Also sometimes called sleep-related eating (disorder), nocturnal sleep-related eating disorder (NS-RED), or sleep-eating syndrome, sleep eating is a rare and dangerous sleep disorder (not an eating disorder) that affects up to three percent of the population. There can be comorbidity with eating disorders; however, ten to 15 percent of those that suffer from eating disorders also experience sleep eating.
Sleep eating is classified by episodes of sleep walking during which one eats. Often the foods eaten during sleep are high in sugar or high in fat. Non-food items (such as soap) or odd combinations (such as raw bacon covered in mayonnaise) have also been reported as eaten during episodes of sleep eating. The sleep eater often awakes in the morning with no memory of the event.
There are several dangers associated with sleep eating. Sleep walking of any kind poses the risk of self-injury from running into things, falling down stairs, etc. Those that are sleep eating are at risk of injury from eating uncooked food or non-food items, choking, using knives, and even cooking while sleeping, and starting a fire. In addition, sleep eating also carries the same risks as binge eating, such as weight gain and increased risk of diabetes.
Symptoms of Sleep Eating include:
• fatigue and/or excessive daytime sleepiness
• emotional distress, anger, and/or anxiety
• inability to lose weight despite proper diet and exercise
• family history of sleep disorders, night terrors, sleepwalking and/or sleep eating disorders
• personal history of eating disorder
• personal history of alcoholism and/or drug use
• sleep eating often starts during times of stress, and may only abate after the initial stressor is resolved
It is strongly recommended that diagnosis and treatment are done by a sleep specialist. Medical and mental health professionals may also be included in treatment. Because sleep eating is often induced by periods of stress, stress management treatment or classes are highly recommended. Sleep disturbance can be the first sign of stress for some. Sleep aids are not encouraged because they can increase clumsiness and/or confusion and increase chances of injury during episodes of sleep eating.
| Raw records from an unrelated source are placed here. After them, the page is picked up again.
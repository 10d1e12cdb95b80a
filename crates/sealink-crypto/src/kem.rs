//! Key encapsulation over X25519.
//!
//! Ephemeral-static Diffie-Hellman: the sender generates a one-time key
//! pair, the ciphertext is its public key, and the shared key is HKDF over
//! the DH output bound to both public keys.
//!
//! ```text
//! sender                                recipient (pk_R, sk_R)
//!   e, E = gen()
//!   dh = X25519(e, pk_R)                  dh = X25519(sk_R, E)
//!   k  = HKDF(dh, label || E || pk_R)     k  = HKDF(dh, label || E || pk_R)
//!   ciphertext = E  ─────────────────────▶
//! ```

use std::fmt;

use hkdf::Hkdf;
use rand::{CryptoRng, RngCore};
use sha2::Sha256;
use x25519_dalek::{PublicKey, StaticSecret};
use zeroize::Zeroize;

use crate::error::CryptoError;

/// Label for KEM key derivation
const KEM_LABEL: &[u8] = b"sealinkKemV1";

/// Size of a KEM public key (32 bytes)
pub const KEM_PUBLIC_KEY_SIZE: usize = 32;

/// Size of a KEM ciphertext (32 bytes, the ephemeral public key)
pub const KEM_CIPHERTEXT_SIZE: usize = 32;

/// Size of a symmetric key (32 bytes)
pub const SYMMETRIC_KEY_SIZE: usize = 32;

/// Public half of a KEM key pair.
#[derive(Clone, Copy, PartialEq, Eq, Hash)]
pub struct KemPublicKey([u8; KEM_PUBLIC_KEY_SIZE]);

impl KemPublicKey {
    /// Wrap raw X25519 public key bytes.
    #[must_use]
    pub const fn from_bytes(bytes: [u8; KEM_PUBLIC_KEY_SIZE]) -> Self {
        Self(bytes)
    }

    /// Raw key bytes.
    #[must_use]
    pub const fn as_bytes(&self) -> &[u8; KEM_PUBLIC_KEY_SIZE] {
        &self.0
    }
}

impl fmt::Debug for KemPublicKey {
    fn fmt(&self, f: &mut fmt::Formatter<'_>) -> fmt::Result {
        write!(f, "KemPublicKey({:02x}{:02x}{:02x}{:02x})", self.0[0], self.0[1], self.0[2], self.0[3])
    }
}

/// Private half of a KEM key pair. Zeroized on drop.
#[derive(Clone)]
pub struct KemPrivateKey(StaticSecret);

impl KemPrivateKey {
    /// Wrap raw X25519 secret bytes. Clamping happens at use.
    #[must_use]
    pub fn from_bytes(bytes: [u8; SYMMETRIC_KEY_SIZE]) -> Self {
        Self(StaticSecret::from(bytes))
    }

    /// Raw secret bytes.
    #[must_use]
    pub fn to_bytes(&self) -> [u8; SYMMETRIC_KEY_SIZE] {
        self.0.to_bytes()
    }

    /// Matching public key.
    #[must_use]
    pub fn public_key(&self) -> KemPublicKey {
        KemPublicKey(PublicKey::from(&self.0).to_bytes())
    }
}

impl PartialEq for KemPrivateKey {
    fn eq(&self, other: &Self) -> bool {
        self.0.as_bytes() == other.0.as_bytes()
    }
}

impl Eq for KemPrivateKey {}

impl fmt::Debug for KemPrivateKey {
    fn fmt(&self, f: &mut fmt::Formatter<'_>) -> fmt::Result {
        f.write_str("KemPrivateKey(..)")
    }
}

/// A KEM key pair.
#[derive(Debug, Clone, PartialEq, Eq)]
pub struct KemKeyPair {
    /// Public key, shared with the peer
    pub public: KemPublicKey,
    /// Private key, kept in protocol state
    pub private: KemPrivateKey,
}

impl KemKeyPair {
    /// Generate a fresh key pair from caller-provided randomness.
    pub fn generate<R: RngCore + CryptoRng>(rng: &mut R) -> Self {
        let mut bytes = [0u8; SYMMETRIC_KEY_SIZE];
        rng.fill_bytes(&mut bytes);
        let private = KemPrivateKey::from_bytes(bytes);
        bytes.zeroize();
        Self { public: private.public_key(), private }
    }
}

/// Encapsulated key, sent to the holder of the private key.
#[derive(Debug, Clone, PartialEq, Eq)]
pub struct KemCiphertext(Vec<u8>);

impl KemCiphertext {
    /// Wrap received ciphertext bytes. Size is checked at decapsulation.
    #[must_use]
    pub fn from_bytes(bytes: Vec<u8>) -> Self {
        Self(bytes)
    }

    /// Raw ciphertext bytes.
    #[must_use]
    pub fn as_bytes(&self) -> &[u8] {
        &self.0
    }
}

/// 32-byte symmetric key. Zeroized on drop.
#[derive(Clone, PartialEq, Eq)]
pub struct SymmetricKey([u8; SYMMETRIC_KEY_SIZE]);

impl SymmetricKey {
    /// Wrap raw key bytes.
    #[must_use]
    pub const fn from_bytes(bytes: [u8; SYMMETRIC_KEY_SIZE]) -> Self {
        Self(bytes)
    }

    /// Raw key bytes.
    #[must_use]
    pub const fn as_bytes(&self) -> &[u8; SYMMETRIC_KEY_SIZE] {
        &self.0
    }
}

impl fmt::Debug for SymmetricKey {
    fn fmt(&self, f: &mut fmt::Formatter<'_>) -> fmt::Result {
        f.write_str("SymmetricKey(..)")
    }
}

impl Drop for SymmetricKey {
    fn drop(&mut self) {
        self.0.zeroize();
    }
}

/// Encapsulate a fresh symmetric key to `recipient`.
///
/// # Security
///
/// - The ephemeral secret never leaves this function
/// - The derived key is bound to both public keys, so a ciphertext cannot be
///   redirected to another recipient
///
/// # Errors
///
/// - `CryptoError::InvalidPublicKey` if `recipient` is a low-order point; the
///   shared secret would not depend on the ephemeral secret
pub fn encapsulate<R: RngCore + CryptoRng>(
    recipient: &KemPublicKey,
    rng: &mut R,
) -> Result<(KemCiphertext, SymmetricKey), CryptoError> {
    let ephemeral = KemKeyPair::generate(rng);
    let shared = ephemeral.private.0.diffie_hellman(&PublicKey::from(recipient.0));
    if !shared.was_contributory() {
        return Err(CryptoError::InvalidPublicKey);
    }
    let key = derive_key(shared.as_bytes(), &ephemeral.public.0, &recipient.0);
    Ok((KemCiphertext(ephemeral.public.0.to_vec()), key))
}

/// Recover the symmetric key encapsulated in `ciphertext`.
///
/// # Errors
///
/// - `CryptoError::InvalidLength` if the ciphertext is not 32 bytes
/// - `CryptoError::DecapsulationFailed` if the ephemeral key is a low-order
///   point (the shared secret would be all zeros)
pub fn decapsulate(
    ciphertext: &KemCiphertext,
    recipient: &KemPrivateKey,
) -> Result<SymmetricKey, CryptoError> {
    let ephemeral: [u8; KEM_CIPHERTEXT_SIZE] =
        ciphertext.0.as_slice().try_into().map_err(|_| CryptoError::InvalidLength {
            what: "KEM ciphertext",
            expected: KEM_CIPHERTEXT_SIZE,
            actual: ciphertext.0.len(),
        })?;

    let shared = recipient.0.diffie_hellman(&PublicKey::from(ephemeral));
    if !shared.was_contributory() {
        return Err(CryptoError::DecapsulationFailed { reason: "non-contributory shared secret" });
    }

    Ok(derive_key(shared.as_bytes(), &ephemeral, &recipient.public_key().0))
}

fn derive_key(
    shared: &[u8; 32],
    ephemeral: &[u8; KEM_PUBLIC_KEY_SIZE],
    recipient: &[u8; KEM_PUBLIC_KEY_SIZE],
) -> SymmetricKey {
    let hkdf = Hkdf::<Sha256>::new(None, shared);

    // label || ephemeral || recipient
    let mut info = Vec::with_capacity(KEM_LABEL.len() + 2 * KEM_PUBLIC_KEY_SIZE);
    info.extend_from_slice(KEM_LABEL);
    info.extend_from_slice(ephemeral);
    info.extend_from_slice(recipient);

    let mut key = [0u8; SYMMETRIC_KEY_SIZE];
    let Ok(()) = hkdf.expand(&info, &mut key) else {
        unreachable!("32 bytes is a valid HKDF-SHA256 output length");
    };

    SymmetricKey(key)
}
Personal stress management is the best prevention for episodes of sleep eating. Drug or alcohol use can increase one’s chances for sleep disturbances, including sleep eating, and are highly discouraged. Tricyclic antidepressants may trigger sleep eating. Some of the best prevention can be found in self-help techniques like locking doors, cabinets, and refrigerators; playing soft music at night; and tying a thread to one’s wrist and the bed frame to wake oneself if one does get out of bed.